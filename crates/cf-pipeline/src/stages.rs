//! The optional edit stages and the always-on normalization stage.
//!
//! Edit stages are chosen declaratively: [`EDIT_CHAIN`] lists, in execution
//! order, one selector per stage that inspects the options and yields the
//! stage when it is enabled.

use std::f64::consts::PI;
use std::path::Path;

use cf_av::{Codec, StageSpec};
use cf_core::config::EncodingConfig;
use cf_core::{ColorAdjustment, PipelineOptions, StageKind};

/// An optional transformation of the working artifact.
#[derive(Debug, Clone, Copy, PartialEq)]
pub enum EditStage {
    /// Resample the audio by this rate multiplier.
    Pitch(f64),
    /// Rotate the picture clockwise by this many degrees.
    Rotate(f64),
    /// Apply brightness/contrast/saturation correction.
    Color(ColorAdjustment),
}

type StageSelector = fn(&PipelineOptions) -> Option<EditStage>;

/// Edit stages in execution order.
const EDIT_CHAIN: &[StageSelector] = &[
    |options| options.pitch_factor.map(EditStage::Pitch),
    |options| options.effective_rotation().map(EditStage::Rotate),
    |options| options.color_adjustment.map(EditStage::Color),
];

/// The edit stages enabled by `options`, in the order they run.
pub fn edit_stages(options: &PipelineOptions) -> Vec<EditStage> {
    EDIT_CHAIN.iter().filter_map(|select| select(options)).collect()
}

impl EditStage {
    pub fn kind(&self) -> StageKind {
        match self {
            EditStage::Pitch(_) => StageKind::Pitch,
            EditStage::Rotate(_) => StageKind::Rotate,
            EditStage::Color(_) => StageKind::ColorAdjust,
        }
    }

    /// The engine invocation transforming `input`.
    ///
    /// The filtered stream is re-encoded; the other stream is copied.
    pub fn spec(&self, input: &Path, encoding: &EncodingConfig) -> StageSpec {
        let base = StageSpec::new(self.kind(), input);
        match self {
            EditStage::Pitch(factor) => {
                let rate = (f64::from(encoding.base_sample_rate) * factor).round() as u64;
                base.with_audio_filter(format!("asetrate={rate}"))
                    .with_video_codec(Codec::Copy)
                    .with_audio_codec(Codec::encode(&encoding.audio_codec))
            }
            EditStage::Rotate(degrees) => base
                .with_video_filter(format!("rotate={:.6}", degrees * PI / 180.0))
                .with_video_codec(Codec::encode(&encoding.video_codec))
                .with_audio_codec(Codec::Copy),
            EditStage::Color(color) => base
                .with_video_filter(format!(
                    "eq=brightness={}:contrast={}:saturation={}",
                    color.brightness, color.contrast, color.saturation
                ))
                .with_video_codec(Codec::encode(&encoding.video_codec))
                .with_audio_codec(Codec::Copy),
        }
    }
}

/// Re-encode the source into the working baseline.
pub fn normalize_spec(source: &Path, encoding: &EncodingConfig) -> StageSpec {
    StageSpec::new(StageKind::Normalize, source)
        .with_video_codec(Codec::encode(&encoding.video_codec))
        .with_audio_codec(Codec::Copy)
}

■ What you will do:
Please copy each line of the records above in which the word "source" can be found.

■ Response below:
/// Re-encode the source into the working baseline.
pub fn normalize_spec(source: &Path, encoding: &EncodingConfig) -> StageSpec {
    StageSpec::new(StageKind::Normalize, source)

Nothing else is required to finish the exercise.